## WHAT YOU WILL DO
The data below must be returned in full and exactly.

[Records from a dataset]
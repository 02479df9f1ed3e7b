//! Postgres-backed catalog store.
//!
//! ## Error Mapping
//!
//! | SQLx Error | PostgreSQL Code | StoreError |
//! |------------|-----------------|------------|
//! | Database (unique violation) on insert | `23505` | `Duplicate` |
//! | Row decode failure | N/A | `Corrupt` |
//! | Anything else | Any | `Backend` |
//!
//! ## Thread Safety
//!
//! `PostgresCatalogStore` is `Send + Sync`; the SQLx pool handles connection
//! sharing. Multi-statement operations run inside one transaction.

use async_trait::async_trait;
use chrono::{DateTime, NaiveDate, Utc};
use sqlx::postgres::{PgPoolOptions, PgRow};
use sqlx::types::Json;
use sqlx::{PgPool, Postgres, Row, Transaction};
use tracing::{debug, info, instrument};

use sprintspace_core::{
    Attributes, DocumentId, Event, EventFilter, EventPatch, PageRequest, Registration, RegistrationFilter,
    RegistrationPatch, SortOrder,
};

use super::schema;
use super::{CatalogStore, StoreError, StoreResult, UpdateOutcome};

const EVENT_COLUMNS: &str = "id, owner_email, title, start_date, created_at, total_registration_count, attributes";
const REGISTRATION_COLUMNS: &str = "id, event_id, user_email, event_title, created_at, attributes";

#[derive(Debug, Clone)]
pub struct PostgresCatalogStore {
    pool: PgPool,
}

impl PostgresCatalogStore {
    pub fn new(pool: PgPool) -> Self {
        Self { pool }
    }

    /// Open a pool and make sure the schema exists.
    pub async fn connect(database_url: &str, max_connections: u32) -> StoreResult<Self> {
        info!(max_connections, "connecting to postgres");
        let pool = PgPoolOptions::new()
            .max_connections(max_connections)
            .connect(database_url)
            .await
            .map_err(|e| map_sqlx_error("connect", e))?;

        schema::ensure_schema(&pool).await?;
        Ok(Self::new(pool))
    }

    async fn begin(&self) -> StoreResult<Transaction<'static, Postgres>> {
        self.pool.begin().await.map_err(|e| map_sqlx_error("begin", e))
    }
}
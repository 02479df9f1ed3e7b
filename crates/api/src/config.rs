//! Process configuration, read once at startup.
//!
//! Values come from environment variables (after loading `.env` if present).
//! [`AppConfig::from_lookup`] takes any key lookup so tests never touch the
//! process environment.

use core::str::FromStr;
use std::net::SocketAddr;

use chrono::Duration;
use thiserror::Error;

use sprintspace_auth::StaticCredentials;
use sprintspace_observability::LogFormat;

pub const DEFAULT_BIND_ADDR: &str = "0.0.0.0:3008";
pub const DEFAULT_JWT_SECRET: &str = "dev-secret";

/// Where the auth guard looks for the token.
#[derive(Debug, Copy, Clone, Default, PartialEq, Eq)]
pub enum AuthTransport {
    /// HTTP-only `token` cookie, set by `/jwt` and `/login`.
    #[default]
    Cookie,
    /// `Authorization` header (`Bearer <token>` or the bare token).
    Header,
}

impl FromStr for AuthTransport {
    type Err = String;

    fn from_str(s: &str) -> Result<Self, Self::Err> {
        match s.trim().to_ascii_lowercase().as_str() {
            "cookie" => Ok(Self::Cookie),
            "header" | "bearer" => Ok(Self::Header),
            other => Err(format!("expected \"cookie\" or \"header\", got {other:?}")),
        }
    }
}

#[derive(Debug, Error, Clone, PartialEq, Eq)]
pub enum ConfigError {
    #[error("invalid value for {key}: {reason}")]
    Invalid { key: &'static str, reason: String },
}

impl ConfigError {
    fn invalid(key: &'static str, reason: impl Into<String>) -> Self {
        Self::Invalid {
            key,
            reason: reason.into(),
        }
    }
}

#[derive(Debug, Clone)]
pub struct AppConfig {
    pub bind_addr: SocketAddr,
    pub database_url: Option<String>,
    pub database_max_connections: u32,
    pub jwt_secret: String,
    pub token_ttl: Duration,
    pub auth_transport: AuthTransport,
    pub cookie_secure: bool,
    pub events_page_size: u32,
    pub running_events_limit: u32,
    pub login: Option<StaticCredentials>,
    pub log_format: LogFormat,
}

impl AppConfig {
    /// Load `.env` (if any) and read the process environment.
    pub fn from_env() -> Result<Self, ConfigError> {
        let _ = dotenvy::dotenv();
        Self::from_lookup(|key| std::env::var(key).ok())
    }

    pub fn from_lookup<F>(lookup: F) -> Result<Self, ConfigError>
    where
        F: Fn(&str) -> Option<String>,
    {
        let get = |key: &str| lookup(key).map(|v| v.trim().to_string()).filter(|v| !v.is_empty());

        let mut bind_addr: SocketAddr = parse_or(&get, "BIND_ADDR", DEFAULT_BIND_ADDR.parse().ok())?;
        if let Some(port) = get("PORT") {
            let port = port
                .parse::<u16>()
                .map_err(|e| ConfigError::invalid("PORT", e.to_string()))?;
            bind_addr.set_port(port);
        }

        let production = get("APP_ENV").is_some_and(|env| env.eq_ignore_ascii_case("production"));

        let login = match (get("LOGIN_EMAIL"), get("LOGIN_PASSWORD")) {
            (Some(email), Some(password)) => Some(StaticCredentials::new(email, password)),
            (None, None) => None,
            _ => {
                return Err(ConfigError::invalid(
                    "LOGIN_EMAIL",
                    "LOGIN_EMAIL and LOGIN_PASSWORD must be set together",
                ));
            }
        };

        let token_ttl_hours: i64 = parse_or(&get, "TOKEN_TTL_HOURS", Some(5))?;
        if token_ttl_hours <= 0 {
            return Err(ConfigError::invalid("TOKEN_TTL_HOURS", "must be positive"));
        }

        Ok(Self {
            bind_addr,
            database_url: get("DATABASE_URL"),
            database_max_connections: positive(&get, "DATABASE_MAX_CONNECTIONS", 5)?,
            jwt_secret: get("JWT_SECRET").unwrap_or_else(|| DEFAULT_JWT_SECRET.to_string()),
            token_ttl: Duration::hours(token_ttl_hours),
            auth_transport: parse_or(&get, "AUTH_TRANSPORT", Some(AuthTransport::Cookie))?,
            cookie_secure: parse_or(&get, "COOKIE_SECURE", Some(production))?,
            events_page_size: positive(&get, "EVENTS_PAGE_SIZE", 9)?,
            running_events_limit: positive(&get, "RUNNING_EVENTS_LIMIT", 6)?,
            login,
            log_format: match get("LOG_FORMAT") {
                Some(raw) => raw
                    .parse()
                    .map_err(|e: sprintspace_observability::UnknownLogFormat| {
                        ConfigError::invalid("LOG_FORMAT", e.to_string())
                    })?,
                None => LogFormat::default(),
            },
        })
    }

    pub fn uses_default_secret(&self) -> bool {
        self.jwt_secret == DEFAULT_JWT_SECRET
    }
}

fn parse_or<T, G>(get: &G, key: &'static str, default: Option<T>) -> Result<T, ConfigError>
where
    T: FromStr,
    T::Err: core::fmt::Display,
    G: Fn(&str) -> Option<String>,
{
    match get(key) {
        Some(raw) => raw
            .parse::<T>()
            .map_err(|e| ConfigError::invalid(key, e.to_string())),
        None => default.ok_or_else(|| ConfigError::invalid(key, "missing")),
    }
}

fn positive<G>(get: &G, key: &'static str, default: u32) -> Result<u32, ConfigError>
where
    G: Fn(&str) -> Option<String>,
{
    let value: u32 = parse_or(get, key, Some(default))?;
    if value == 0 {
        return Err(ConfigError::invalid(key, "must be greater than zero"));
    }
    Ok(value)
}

## RESULT OF THIS TASK
repository 02479df9f1ed3e7b
//! Postgres-backed catalog store.
//!
//! ## Error Mapping
//!
//! | SQLx Error | PostgreSQL Code | StoreError |
//! |------------|-----------------|------------|
//! | Database (unique violation) on insert | `23505` | `Duplicate` |
//! | Row decode failure | N/A | `Corrupt` |
//! | Anything else | Any | `Backend` |
//!
//! ## Thread Safety
//!
//! `PostgresCatalogStore` is `Send + Sync`; the SQLx pool handles connection
//! sharing. Multi-statement operations run inside one transaction.

use async_trait::async_trait;
use chrono::{DateTime, NaiveDate, Utc};
use sqlx::postgres::{PgPoolOptions, PgRow};
use sqlx::types::Json;
use sqlx::{PgPool, Postgres, Row, Transaction};
use tracing::{debug, info, instrument};

use sprintspace_core::{
    Attributes, DocumentId, Event, EventFilter, EventPatch, PageRequest, Registration, RegistrationFilter,
    RegistrationPatch, SortOrder,
};

use super::schema;
use super::{CatalogStore, StoreError, StoreResult, UpdateOutcome};

const EVENT_COLUMNS: &str = "id, owner_email, title, start_date, created_at, total_registration_count, attributes";
const REGISTRATION_COLUMNS: &str = "id, event_id, user_email, event_title, created_at, attributes";

#[derive(Debug, Clone)]
pub struct PostgresCatalogStore {
    pool: PgPool,
}

impl PostgresCatalogStore {
    pub fn new(pool: PgPool) -> Self {
        Self { pool }
    }

    /// Open a pool and make sure the schema exists.
    pub async fn connect(database_url: &str, max_connections: u32) -> StoreResult<Self> {
        info!(max_connections, "connecting to postgres");
        let pool = PgPoolOptions::new()
            .max_connections(max_connections)
            .connect(database_url)
            .await
            .map_err(|e| map_sqlx_error("connect", e))?;

        schema::ensure_schema(&pool).await?;
        Ok(Self::new(pool))
    }

    async fn begin(&self) -> StoreResult<Transaction<'static, Postgres>> {
        self.pool.begin().await.map_err(|e| map_sqlx_error("begin", e))
    }
}
repository 02479df9f1ed3e7b
filename crates/api/src/config.rs
//! Process configuration, read once at startup.
//!
//! Values come from environment variables (after loading `.env` if present).
//! [`AppConfig::from_lookup`] takes any key lookup so tests never touch the
//! process environment.

use core::str::FromStr;
use std::net::SocketAddr;

use chrono::Duration;
use thiserror::Error;

use sprintspace_auth::StaticCredentials;
use sprintspace_observability::LogFormat;

pub const DEFAULT_BIND_ADDR: &str = "0.0.0.0:3008";
pub const DEFAULT_JWT_SECRET: &str = "dev-secret";

/// Where the auth guard looks for the token.
#[derive(Debug, Copy, Clone, Default, PartialEq, Eq)]
pub enum AuthTransport {
    /// HTTP-only `token` cookie, set by `/jwt` and `/login`.
    #[default]
    Cookie,
    /// `Authorization` header (`Bearer <token>` or the bare token).
    Header,
}

impl FromStr for AuthTransport {
    type Err = String;

    fn from_str(s: &str) -> Result<Self, Self::Err> {
        match s.trim().to_ascii_lowercase().as_str() {
            "cookie" => Ok(Self::Cookie),
            "header" | "bearer" => Ok(Self::Header),
            other => Err(format!("expected \"cookie\" or \"header\", got {other:?}")),
        }
    }
}

#[derive(Debug, Error, Clone, PartialEq, Eq)]
pub enum ConfigError {
    #[error("invalid value for {key}: {reason}")]
    Invalid { key: &'static str, reason: String },
}

impl ConfigError {
    fn invalid(key: &'static str, reason: impl Into<String>) -> Self {
        Self::Invalid {
            key,
            reason: reason.into(),
        }
    }
}

#[derive(Debug, Clone)]
pub struct AppConfig {
    pub bind_addr: SocketAddr,
    pub database_url: Option<String>,
    pub database_max_connections: u32,
    pub jwt_secret: String,
    pub token_ttl: Duration,
    pub auth_transport: AuthTransport,
    pub cookie_secure: bool,
    pub events_page_size: u32,
    pub running_events_limit: u32,
    pub login: Option<StaticCredentials>,
    pub log_format: LogFormat,
}

impl AppConfig {
    /// Load `.env` (if any) and read the process environment.
    pub fn from_env() -> Result<Self, ConfigError> {
        let _ = dotenvy::dotenv();
        Self::from_lookup(|key| std::env::var(key).ok())
    }

    pub fn from_lookup<F>(lookup: F) -> Result<Self, ConfigError>
    where
        F: Fn(&str) -> Option<String>,
    {
        let get = |key: &str| lookup(key).map(|v| v.trim().to_string()).filter(|v| !v.is_empty());

        let mut bind_addr: SocketAddr = parse_or(&get, "BIND_ADDR", DEFAULT_BIND_ADDR.parse().ok())?;
        if let Some(port) = get("PORT") {
            let port = port
                .parse::<u16>()
                .map_err(|e| ConfigError::invalid("PORT", e.to_string()))?;
            bind_addr.set_port(port);
        }

        let production = get("APP_ENV").is_some_and(|env| env.eq_ignore_ascii_case("production"));

        let login = match (get("LOGIN_EMAIL"), get("LOGIN_PASSWORD")) {
            (Some(email), Some(password)) => Some(StaticCredentials::new(email, password)),
            (None, None) => None,
            _ => {
                return Err(ConfigError::invalid(
                    "LOGIN_EMAIL",
                    "LOGIN_EMAIL and LOGIN_PASSWORD must be set together",
                ));
            }
        };

        let token_ttl_hours: i64 = parse_or(&get, "TOKEN_TTL_HOURS", Some(5))?;
        if token_ttl_hours <= 0 {
            return Err(ConfigError::invalid("TOKEN_TTL_HOURS", "must be positive"));
        }

        Ok(Self {
            bind_addr,
            database_url: get("DATABASE_URL"),
            database_max_connections: positive(&get, "DATABASE_MAX_CONNECTIONS", 5)?,
            jwt_secret: get("JWT_SECRET").unwrap_or_else(|| DEFAULT_JWT_SECRET.to_string()),
            token_ttl: Duration::hours(token_ttl_hours),
            auth_transport: parse_or(&get, "AUTH_TRANSPORT", Some(AuthTransport::Cookie))?,
            cookie_secure: parse_or(&get, "COOKIE_SECURE", Some(production))?,
            events_page_size: positive(&get, "EVENTS_PAGE_SIZE", 9)?,
            running_events_limit: positive(&get, "RUNNING_EVENTS_LIMIT", 6)?,
            login,
            log_format: match get("LOG_FORMAT") {
                Some(raw) => raw
                    .parse()
                    .map_err(|e: sprintspace_observability::UnknownLogFormat| {
                        ConfigError::invalid("LOG_FORMAT", e.to_string())
                    })?,
                None => LogFormat::default(),
            },
        })
    }

    pub fn uses_default_secret(&self) -> bool {
        self.jwt_secret == DEFAULT_JWT_SECRET
    }
}

fn parse_or<T, G>(get: &G, key: &'static str, default: Option<T>) -> Result<T, ConfigError>
where
    T: FromStr,
    T::Err: core::fmt::Display,
    G: Fn(&str) -> Option<String>,
{
    match get(key) {
        Some(raw) => raw
            .parse::<T>()
            .map_err(|e| ConfigError::invalid(key, e.to_string())),
        None => default.ok_or_else(|| ConfigError::invalid(key, "missing")),
    }
}

fn positive<G>(get: &G, key: &'static str, default: u32) -> Result<u32, ConfigError>
where
    G: Fn(&str) -> Option<String>,
{
    let value: u32 = parse_or(get, key, Some(default))?;
    if value == 0 {
        return Err(ConfigError::invalid(key, "must be greater than zero"));
    }
    Ok(value)
}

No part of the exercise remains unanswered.